== Work item ==
How many of the lines below hold "meaning"? Only the number, please.

== Records supplied ==
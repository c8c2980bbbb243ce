//! The serializable image of a brain.
//!
//! A [`BrainDocument`] holds every committed neuron and every link in flat
//! form, sorted by id and key so that equal brains produce equal documents.
//! [`BrainDocument::validate`] checks the structural invariants before a
//! document is turned back into a brain.

use std::collections::HashMap;

use cortex_core::{CancelToken, LinkKey, LinkParts, NeuronId, NeuronParts};
use serde::{Deserialize, Serialize};

use crate::error::StorageError;

/// Current document format version.
pub const FORMAT_VERSION: u32 = 1;

/// Flat image of a brain.
#[derive(Debug, Clone, PartialEq, Serialize, Deserialize)]
pub struct BrainDocument {
    pub version: u32,
    /// The brain's id counter; every stored id lies below it.
    pub next_id: u64,
    pub neurons: Vec<NeuronParts>,
    pub links: Vec<LinkParts>,
}

impl BrainDocument {
    /// Builds a document, sorting neurons by id and links by key.
    pub fn new(next_id: u64, mut neurons: Vec<NeuronParts>, mut links: Vec<LinkParts>) -> Self {
        neurons.sort_by_key(|n| n.id);
        links.sort_by_key(|l| l.key);
        BrainDocument {
            version: FORMAT_VERSION,
            next_id,
            neurons,
            links,
        }
    }

    pub fn neuron(&self, id: NeuronId) -> Option<&NeuronParts> {
        self.neurons
            .binary_search_by_key(&id, |n| n.id)
            .ok()
            .map(|i| &self.neurons[i])
    }

    pub fn link(&self, key: LinkKey) -> Option<&LinkParts> {
        self.links
            .binary_search_by_key(&key, |l| l.key)
            .ok()
            .map(|i| &self.links[i])
    }

    /// Checks every structural invariant of the stored graph.
    ///
    /// - ids are unique, not reserved and below `next_id`
    /// - payloads fit their neuron kinds
    /// - every referenced id (link endpoint, meaning, info item, child,
    ///   owner) is stored
    /// - every link is listed exactly once by both of its endpoints, and
    ///   every listed key is a stored link
    /// - a child occurs in a cluster as often as the cluster occurs in the
    ///   child's owner list
    ///
    /// The token is checked between neurons.
    pub fn validate(&self, cancel: &CancelToken) -> Result<(), StorageError> {
        if self.version != FORMAT_VERSION {
            return Err(StorageError::UnsupportedVersion {
                found: self.version,
                expected: FORMAT_VERSION,
            });
        }

        let mut neurons: HashMap<NeuronId, &NeuronParts> = HashMap::with_capacity(self.neurons.len());
        for n in &self.neurons {
            if n.id.is_empty() || n.id.is_temp() {
                return Err(StorageError::integrity(format!("reserved id {} stored", n.id)));
            }
            if n.id.0 >= self.next_id {
                return Err(StorageError::integrity(format!(
                    "neuron {} is not below next_id {}",
                    n.id, self.next_id
                )));
            }
            if neurons.insert(n.id, n).is_some() {
                return Err(StorageError::integrity(format!("neuron {} stored twice", n.id)));
            }
        }

        let mut links: HashMap<LinkKey, &LinkParts> = HashMap::with_capacity(self.links.len());
        for l in &self.links {
            if links.insert(l.key, l).is_some() {
                return Err(StorageError::integrity(format!("link {} stored twice", l.key)));
            }
        }

        for n in &self.neurons {
            if cancel.is_cancelled() {
                return Err(StorageError::Cancelled);
            }
            if !n.kind.accepts(&n.payload) {
                return Err(StorageError::integrity(format!(
                    "payload of {} does not fit kind {:?}",
                    n.id, n.kind
                )));
            }
            if let Some(meaning) = n.payload.meaning() {
                require(&neurons, meaning, "cluster meaning")?;
            }

            for key in n.links_out.iter().flatten() {
                if key.from != n.id || !links.contains_key(key) {
                    return Err(StorageError::integrity(format!("{} lists unknown outgoing link {key}", n.id)));
                }
            }
            for key in n.links_in.iter().flatten() {
                if key.to != n.id || !links.contains_key(key) {
                    return Err(StorageError::integrity(format!("{} lists unknown incoming link {key}", n.id)));
                }
            }

            if n.children.is_some() && !n.kind.is_cluster() {
                return Err(StorageError::integrity(format!("{} has children but is not a cluster", n.id)));
            }
            for &child in n.children.iter().flatten() {
                let c = require(&neurons, child, "child")?;
                if occurrences(n.children.as_ref(), &child) != occurrences(c.clustered_by.as_ref(), &n.id) {
                    return Err(StorageError::integrity(format!(
                        "child {child} of {} is not mirrored in its owner list",
                        n.id
                    )));
                }
            }
            for &owner in n.clustered_by.iter().flatten() {
                let o = require(&neurons, owner, "owner")?;
                if occurrences(n.clustered_by.as_ref(), &owner) != occurrences(o.children.as_ref(), &n.id) {
                    return Err(StorageError::integrity(format!(
                        "owner {owner} of {} does not list it as child",
                        n.id
                    )));
                }
            }
        }

        for l in &self.links {
            let from = require(&neurons, l.key.from, "link source")?;
            let to = require(&neurons, l.key.to, "link target")?;
            require(&neurons, l.key.meaning, "link meaning")?;
            for &item in &l.info {
                require(&neurons, item, "link info")?;
            }
            if occurrences(from.links_out.as_ref(), &l.key) != 1 || occurrences(to.links_in.as_ref(), &l.key) != 1 {
                return Err(StorageError::integrity(format!(
                    "link {} is not registered exactly once at both endpoints",
                    l.key
                )));
            }
        }
        Ok(())
    }
}

fn require<'a>(
    neurons: &HashMap<NeuronId, &'a NeuronParts>,
    id: NeuronId,
    what: &str,
) -> Result<&'a NeuronParts, StorageError> {
    neurons
        .get(&id)
        .copied()
        .ok_or_else(|| StorageError::integrity(format!("{what} refers to missing neuron {id}")))
}

fn occurrences<T: PartialEq>(list: Option<&Vec<T>>, item: &T) -> usize {
    list.map_or(0, |l| l.iter().filter(|x| *x == item).count())
}
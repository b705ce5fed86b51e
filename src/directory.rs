//! Member-directory port.
//!
//! The hosted data store owns membership rows and temporary-admin grants; the
//! core only reads grants and writes the owner role flag through this trait.
//! Grants are mutated by the member-management surface, not here.

use std::collections::HashMap;

use async_trait::async_trait;
use chrono::{DateTime, Utc};
use parking_lot::RwLock;
use serde::{Deserialize, Serialize};
use thiserror::Error;

#[derive(Debug, Clone, Error)]
pub enum DirectoryError {
    #[error("directory unavailable: {0}")]
    Unavailable(String),

    #[error("not found: {0}")]
    NotFound(String),
}

/// A time-bounded elevation for one member. An absent or past `expires_at` is
/// equivalent to no grant; expiry is compared against the clock at evaluation
/// time.
#[derive(Debug, Clone, Serialize, Deserialize, PartialEq, Eq)]
pub struct AdminGrant {
    pub subject_email: String,
    #[serde(default)]
    pub expires_at: Option<DateTime<Utc>>,
}

#[async_trait]
pub trait MemberDirectory: Send + Sync {
    /// Look up the temporary-admin grant keyed by lower-cased email.
    async fn temporary_admin_grant(&self, email_lower: &str) -> Result<Option<AdminGrant>, DirectoryError>;

    /// Mirror the elevated role label onto the member row.
    async fn set_owner_role_flag(&self, member_id: &str) -> Result<(), DirectoryError>;
}

/// In-memory directory. Grant mutators model the member-management
/// collaborator that owns the grant table.
#[derive(Default)]
pub struct MemoryDirectory {
    grants: RwLock<HashMap<String, AdminGrant>>,
    role_flags: RwLock<HashMap<String, String>>,
}

impl MemoryDirectory {
    pub fn new() -> Self { Self::default() }

    pub fn put_admin_grant(&self, email: &str, expires_at: Option<DateTime<Utc>>) {
        let key = email.to_lowercase();
        let grant = AdminGrant { subject_email: email.to_string(), expires_at };
        self.grants.write().insert(key, grant);
    }

    pub fn clear_admin_grant(&self, email: &str) {
        self.grants.write().remove(&email.to_lowercase());
    }

    pub fn role_flag(&self, member_id: &str) -> Option<String> {
        self.role_flags.read().get(member_id).cloned()
    }
}

#[async_trait]
impl MemberDirectory for MemoryDirectory {
    async fn temporary_admin_grant(&self, email_lower: &str) -> Result<Option<AdminGrant>, DirectoryError> {
        Ok(self.grants.read().get(email_lower).cloned())
    }

    async fn set_owner_role_flag(&self, member_id: &str) -> Result<(), DirectoryError> {
        self.role_flags.write().insert(member_id.to_string(), "owner".to_string());
        Ok(())
    }
}
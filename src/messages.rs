//! Maps raw backend/provider failures onto the small set of messages the app
//! is allowed to show a user.
//!
//! The table is an ordered linear scan and must stay one: first match wins,
//! and more specific needles are declared ahead of more general ones (e.g.
//! `refresh token not found` before `not found`, `statement timeout` before
//! `timeout`). Reordering or replacing the list with a map changes observable
//! behavior.

use serde_json::Value;

/// One matcher: case-insensitive substring needle plus the message shown when
/// it fires. Needles are stored lowercase.
pub struct Rule {
    pub needle: &'static str,
    pub message: &'static str,
}

pub const DEFAULT_MESSAGE: &str = "Something went wrong. Please try again.";

pub const RULES: &[Rule] = &[
    // Auth
    Rule { needle: "refresh token not found", message: "Your session has expired. Please sign in again." },
    Rule { needle: "jwt expired", message: "Your session has expired. Please sign in again." },
    Rule { needle: "token has expired", message: "Your session has expired. Please sign in again." },
    Rule { needle: "invalid login credentials", message: "Incorrect email or password." },
    Rule { needle: "email not confirmed", message: "Please confirm your email address before signing in." },
    Rule { needle: "user already registered", message: "An account with this email already exists." },
    Rule { needle: "unauthenticated", message: "Please sign in to continue." },
    Rule { needle: "unauthorized", message: "Please sign in to continue." },
    // Community
    Rule { needle: "invite code expired", message: "That invite code has expired. Ask your group leader for a new one." },
    Rule { needle: "invalid invite code", message: "That invite code isn't valid. Double-check it and try again." },
    Rule { needle: "already a member", message: "You're already a member of this group." },
    Rule { needle: "group is full", message: "This group is full. Ask the leader about opening more seats." },
    // Permission
    Rule { needle: "row-level security", message: "You don't have permission to do that." },
    Rule { needle: "permission denied", message: "You don't have permission to do that." },
    Rule { needle: "insufficient privilege", message: "You don't have permission to do that." },
    Rule { needle: "forbidden", message: "You don't have permission to do that." },
    // Validation
    Rule { needle: "duplicate key", message: "That already exists. Try a different name." },
    Rule { needle: "violates foreign key", message: "That record is linked to other data and can't be removed." },
    Rule { needle: "null value", message: "A required field is missing." },
    Rule { needle: "value too long", message: "One of the fields is too long." },
    Rule { needle: "invalid input syntax", message: "Some of that input isn't valid." },
    // Database
    Rule { needle: "statement timeout", message: "The server took too long. Please try again." },
    Rule { needle: "deadlock detected", message: "The server is busy right now. Please try again." },
    Rule { needle: "too many connections", message: "The service is at capacity. Please try again shortly." },
    // Network
    Rule { needle: "connection refused", message: "Can't reach the server. Check your connection and try again." },
    Rule { needle: "connection reset", message: "Can't reach the server. Check your connection and try again." },
    Rule { needle: "failed to fetch", message: "Can't reach the server. Check your connection and try again." },
    Rule { needle: "network", message: "Can't reach the server. Check your connection and try again." },
    Rule { needle: "timed out", message: "The request timed out. Please try again." },
    Rule { needle: "timeout", message: "The request timed out. Please try again." },
    // Generic fallthroughs
    Rule { needle: "not found", message: "We couldn't find what you were looking for." },
];

/// Classify an already-normalized error string. Total: any input yields a
/// non-empty message.
pub fn classify_str(raw: &str) -> &'static str {
    let haystack = raw.to_lowercase();
    for rule in RULES {
        if haystack.contains(rule.needle) {
            return rule.message;
        }
    }
    DEFAULT_MESSAGE
}

/// Classify a structured failure payload. Strings are used as-is; objects
/// contribute their `message` field; anything else is stringified
/// conservatively before matching.
pub fn classify_value(raw: &Value) -> &'static str {
    match raw {
        Value::String(s) => classify_str(s),
        Value::Object(map) => match map.get("message").and_then(|m| m.as_str()) {
            Some(msg) => classify_str(msg),
            None => classify_str(&raw.to_string()),
        },
        other => classify_str(&other.to_string()),
    }
}

/// Classify an error chain, including context added along the way.
pub fn friendly_message(err: &anyhow::Error) -> &'static str {
    classify_str(&format!("{err:#}"))
}
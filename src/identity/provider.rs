use std::collections::HashMap;

use argon2::{Argon2, PasswordHasher, PasswordVerifier};
use async_trait::async_trait;
use parking_lot::RwLock;
use password_hash::{PasswordHash, SaltString};
use thiserror::Error;
use crate::tprintln;

use super::principal::{Attrs, Principal};
use super::session::{Session, SessionManager};

#[derive(Debug, Clone, Error)]
pub enum ProviderError {
    /// Token or credentials are absent, invalid, or expired with no refresh
    /// path.
    #[error("unauthenticated")]
    Unauthenticated,
    /// The provider could not be reached or answered abnormally. Callers must
    /// fail closed, never surface this as a privilege.
    #[error("identity provider unavailable: {0}")]
    Unavailable(String),
}

/// A token minted during validation that must be written back to the client's
/// credential store. `max_age_secs` of None means the caller's default
/// lifetime applies.
#[derive(Debug, Clone)]
pub struct IssuedToken {
    pub token: String,
    pub max_age_secs: Option<i64>,
}

#[derive(Debug, Clone)]
pub struct RefreshOutcome {
    pub principal: Principal,
    pub reissued: Option<IssuedToken>,
}

#[derive(Debug, Clone)]
pub struct LoginRequest {
    pub email: String,
    pub password: String,
    pub ip: Option<String>,
}

#[derive(Debug, Clone)]
pub struct LoginResponse {
    pub session: Session,
}

/// Port to whatever owns authentication tokens. The core never inspects token
/// contents, only hands them over for validation.
#[async_trait]
pub trait IdentityProvider: Send + Sync {
    async fn login(&self, req: &LoginRequest) -> Result<LoginResponse, ProviderError>;

    /// Validate a token and, when it is close to expiry, transparently reissue
    /// it. A reissued token must reach the client's credential store.
    async fn validate_and_refresh(&self, token: &str) -> Result<RefreshOutcome, ProviderError>;

    async fn invalidate(&self, token: &str) -> Result<(), ProviderError>;

    /// Substrings the provider embeds in its cookie names. Sign-out sweeps
    /// every request cookie whose name contains one of these,
    /// case-insensitively, so renamed provider cookies still get cleared.
    fn cookie_markers(&self) -> &[&'static str];
}

struct Credential {
    member_id: String,
    email: String,
    phc: String,
}

fn hash_password(password: &str) -> anyhow::Result<String> {
    let mut salt_bytes = [0u8; 16];
    getrandom::getrandom(&mut salt_bytes).map_err(|e| anyhow::anyhow!(e.to_string()))?;
    let salt = SaltString::encode_b64(&salt_bytes).map_err(|e| anyhow::anyhow!(e.to_string()))?;
    let argon2 = Argon2::default();
    let phc = argon2.hash_password(password.as_bytes(), &salt).map_err(|e| anyhow::anyhow!(e.to_string()))?.to_string();
    Ok(phc)
}

fn verify_password(hash: &str, password: &str) -> bool {
    if let Ok(parsed) = PasswordHash::new(hash) {
        let argon2 = Argon2::default();
        argon2.verify_password(password.as_bytes(), &parsed).is_ok()
    } else { false }
}

/// Argon2-backed provider over an in-memory credential table, sessions via
/// `SessionManager`.
pub struct LocalIdentityProvider {
    sm: SessionManager,
    // keyed by lowercased email
    users: RwLock<HashMap<String, Credential>>,
}

impl LocalIdentityProvider {
    pub fn new(sm: SessionManager) -> Self {
        Self { sm, users: RwLock::new(HashMap::new()) }
    }

    /// Register a member credential; replaces any existing entry for the same
    /// email. Returns the member id.
    pub fn register(&self, email: &str, password: &str) -> anyhow::Result<String> {
        let phc = hash_password(password)?;
        let member_id = uuid::Uuid::new_v4().to_string();
        let cred = Credential { member_id: member_id.clone(), email: email.to_string(), phc };
        self.users.write().insert(email.to_lowercase(), cred);
        Ok(member_id)
    }

    /// Seed the bootstrap account on first start; a no-op when the email is
    /// already registered.
    pub fn ensure_bootstrap_account(&self, email: &str, password: &str) -> anyhow::Result<()> {
        if self.users.read().contains_key(&email.to_lowercase()) { return Ok(()); }
        let member_id = self.register(email, password)?;
        tprintln!("auth.bootstrap email={} member={}", email, member_id);
        Ok(())
    }

    pub fn session_manager(&self) -> &SessionManager { &self.sm }
}

#[async_trait]
impl IdentityProvider for LocalIdentityProvider {
    async fn login(&self, req: &LoginRequest) -> Result<LoginResponse, ProviderError> {
        let principal = {
            let users = self.users.read();
            let Some(cred) = users.get(&req.email.to_lowercase()) else {
                return Err(ProviderError::Unauthenticated);
            };
            if !verify_password(&cred.phc, &req.password) {
                return Err(ProviderError::Unauthenticated);
            }
            Principal {
                member_id: cred.member_id.clone(),
                email: cred.email.clone(),
                attrs: Attrs { ip: req.ip.clone(), ..Default::default() },
            }
        };
        let session = self.sm.issue(principal);
        tprintln!("auth.login email={} sid={}", req.email, session.session_id);
        Ok(LoginResponse { session })
    }

    async fn validate_and_refresh(&self, token: &str) -> Result<RefreshOutcome, ProviderError> {
        let Some(principal) = self.sm.validate(token) else {
            return Err(ProviderError::Unauthenticated);
        };
        let reissued = self.sm.refresh_if_stale(token).map(|sess| IssuedToken {
            token: sess.token,
            max_age_secs: Some(self.sm.ttl().as_secs() as i64),
        });
        Ok(RefreshOutcome { principal, reissued })
    }

    async fn invalidate(&self, token: &str) -> Result<(), ProviderError> {
        self.sm.logout(token);
        Ok(())
    }

    fn cookie_markers(&self) -> &[&'static str] {
        &["huddle_session", "-auth-token"]
    }
}
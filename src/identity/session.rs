use std::collections::{HashMap, HashSet};
use std::time::{Duration, Instant};
use base64::Engine;
use parking_lot::RwLock;
use crate::tprintln;

use super::principal::Principal;

pub type SessionToken = String;

#[derive(Debug, Clone)]
pub struct Session {
    pub session_id: String,
    pub token: SessionToken,
    pub principal: Principal,
    pub issued_at: Instant,
    pub expires_at: Instant,
}

fn gen_id() -> String {
    // 256-bit random token, base64url without padding
    let mut buf = [0u8; 32];
    let _ = getrandom::getrandom(&mut buf);
    base64::engine::general_purpose::URL_SAFE_NO_PAD.encode(buf)
}

/// In-memory session table. All state is owned here and passed around
/// explicitly; validity is re-checked against the clock on every call.
pub struct SessionManager {
    ttl: Duration,
    sessions: RwLock<HashMap<String, Session>>,
    user_index: RwLock<HashMap<String, HashSet<String>>>,
    revoked: RwLock<HashSet<String>>,
}

impl Default for SessionManager {
    fn default() -> Self { Self::new(Duration::from_secs(7 * 24 * 3600)) }
}

impl SessionManager {
    pub fn new(ttl: Duration) -> Self {
        Self {
            ttl,
            sessions: RwLock::new(HashMap::new()),
            user_index: RwLock::new(HashMap::new()),
            revoked: RwLock::new(HashSet::new()),
        }
    }

    pub fn ttl(&self) -> Duration { self.ttl }

    pub fn issue(&self, principal: Principal) -> Session {
        let now = Instant::now();
        let sid = gen_id();
        let token = gen_id();
        let sess = Session {
            session_id: sid.clone(),
            token: token.clone(),
            principal: principal.clone(),
            issued_at: now,
            expires_at: now + self.ttl,
        };
        {
            let mut m = self.sessions.write();
            m.insert(token.clone(), sess.clone());
        }
        {
            let mut uidx = self.user_index.write();
            let set = uidx.entry(principal.member_id.clone()).or_insert_with(HashSet::new);
            set.insert(token);
        }
        tprintln!("session.issue member={} sid={} ttl_secs={}", principal.member_id, sid, self.ttl.as_secs());
        sess
    }

    pub fn validate(&self, token: &str) -> Option<Principal> {
        if self.revoked.read().contains(token) { return None; }
        let now = Instant::now();
        let mut drop_key: Option<String> = None;
        let out = {
            let map = self.sessions.read();
            if let Some(sess) = map.get(token) {
                if sess.expires_at > now {
                    Some(sess.principal.clone())
                } else {
                    drop_key = Some(token.to_string());
                    None
                }
            } else { None }
        };
        if let Some(k) = drop_key {
            self.sessions.write().remove(&k);
        }
        out
    }

    /// Rotate a valid session whose remaining lifetime has fallen under half
    /// the TTL. The old token is revoked; callers must hand the new token back
    /// to the client. Returns None when the session is missing, expired, or
    /// still fresh.
    pub fn refresh_if_stale(&self, token: &str) -> Option<Session> {
        let now = Instant::now();
        let principal = {
            let map = self.sessions.read();
            let sess = map.get(token)?;
            if sess.expires_at <= now { return None; }
            if sess.expires_at - now >= self.ttl / 2 { return None; }
            sess.principal.clone()
        };
        self.logout(token);
        Some(self.issue(principal))
    }

    pub fn logout(&self, token: &str) -> bool {
        let mut removed = false;
        if let Some(sess) = self.sessions.write().remove(token) {
            removed = true;
            let mid = sess.principal.member_id;
            let mut idx = self.user_index.write();
            if let Some(set) = idx.get_mut(&mid) { set.remove(token); }
            self.revoked.write().insert(token.to_string());
        }
        removed
    }

    pub fn revoke_user(&self, member_id: &str) -> usize {
        let mut count = 0usize;
        if let Some(tokens) = self.user_index.read().get(member_id).cloned() {
            let mut s = self.sessions.write();
            let mut r = self.revoked.write();
            for t in tokens.iter() {
                if s.remove(t).is_some() { count += 1; }
                r.insert(t.clone());
            }
        }
        tprintln!("session.revoke member={} count={}", member_id, count);
        count
    }
}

== Answer area ==
4